Claude Kit

A verification-first engineering toolkit for Claude Code. Built for senior ICs and tech leads who already know how to ship production code — and want a workflow that keeps the discipline tight without getting in the way.

15 skills, 8 agents, one philosophy: every claim has evidence. No tests pass — trust me. No it works in my IDE. No I think the cache is stale. Skills produce artifacts you could paste into a code review.

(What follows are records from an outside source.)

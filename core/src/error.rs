use std::io;
use thiserror::Error;

#[derive(Debug, Error)]
pub enum TxError {
    #[error("IO error: {0}")]
    IoError(#[from] io::Error),

    #[error("Seek out of range: position {pos} exceeds logical length {max}")]
    SeekOutOfRange { pos: u64, max: u64 },

    #[error("Recovery failed: {0}")]
    RecoveryFailure(String),

    #[error("Corrupt journal: {0}")]
    CorruptJournal(String),

    #[error("Serialization error: {0}")]
    SerializationError(#[from] serde_json::Error),

    #[error("Configuration error: {0}")]
    Configuration(String),

    #[error("Invalid input: {0}")]
    InvalidInput(String),

    #[error("Not supported: {0}")]
    NotSupported(String),

    #[error("Handle is closed")]
    Closed,
}

pub type TxResult<T> = Result<T, TxError>;

impl From<TxError> for io::Error {
    fn from(err: TxError) -> Self {
        match err {
            TxError::IoError(inner) => inner,
            TxError::SeekOutOfRange { .. } | TxError::InvalidInput(_) => {
                io::Error::new(io::ErrorKind::InvalidInput, err.to_string())
            }
            TxError::Closed => io::Error::new(io::ErrorKind::BrokenPipe, err.to_string()),
            TxError::NotSupported(_) => io::Error::new(io::ErrorKind::Unsupported, err.to_string()),
            other => io::Error::new(io::ErrorKind::Other, other.to_string()),
        }
    }
}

What makes claudekit different

Rationalizations tables in every skill. The excuses an engineer makes to skip a step ("I see the problem, let me just patch it") are documented in the skill itself, with rebuttals. The skill refuses to be skipped silently.
Evidence requirements at every checkpoint. Each phase produces a specific artifact. If the artifact doesn't exist, the phase wasn't completed.
Pre-completion gates. verification-gate runs before any "done" claim — runs the tests, checks the negative path, exercises the change in a non-IDE environment, cross-checks the original ask.
No founder voice. No "ambitious vision," no "10x outcomes," no "delight." Engineering analogies, real file paths, real commands.
Plan-review pipeline as the headline. Two parallel reviewers (architecture + experience) score 5 sub-dimensions each, consolidate into one fix gate. Catches structural issues before code.

Install

/plugin marketplace add duthaho/claudekit-marketplace
/plugin install claudekit
/claudekit:init

/claudekit:init interactively scaffolds rules, hooks, and MCP server configs into your project's .claude/ directory. Output styles ship with the plugin and are auto-discovered by Claude Code (no init step required).

The 5-phase spine

Phase	Skills	What's enforced
Investigate	`investigate-root-cause`, `map-codebase`, `audit-dependencies`	Every claim about the system has a `<file:line>` citation. No memory-based assertions.
Design	`shape-spec`, `write-plan`, `plan-review`, `plan-review-architecture`, `plan-review-experience`	Plans have file paths, exact test commands, falsifiable acceptance criteria, named rollbacks. Reviewed before implementation.
Implement	`test-first`, `incremental-shipping`	Red-green-refactor with pasted runner output. Vertical slices behind feature flags. Refactors prove behavior preservation with test/perf deltas.
Verify	`verification-gate`, `evidence-driven-debugging`	Mandatory pre-completion gate. Active debugging keeps a paper trail.
Ship	`code-review-loop`, `release-and-changelog`	Reviewable PRs with verification evidence pasted. Atomic releases with diff-built changelogs.
Setup (off-spine)	`init`	One-time scaffolding wizard for project-level config.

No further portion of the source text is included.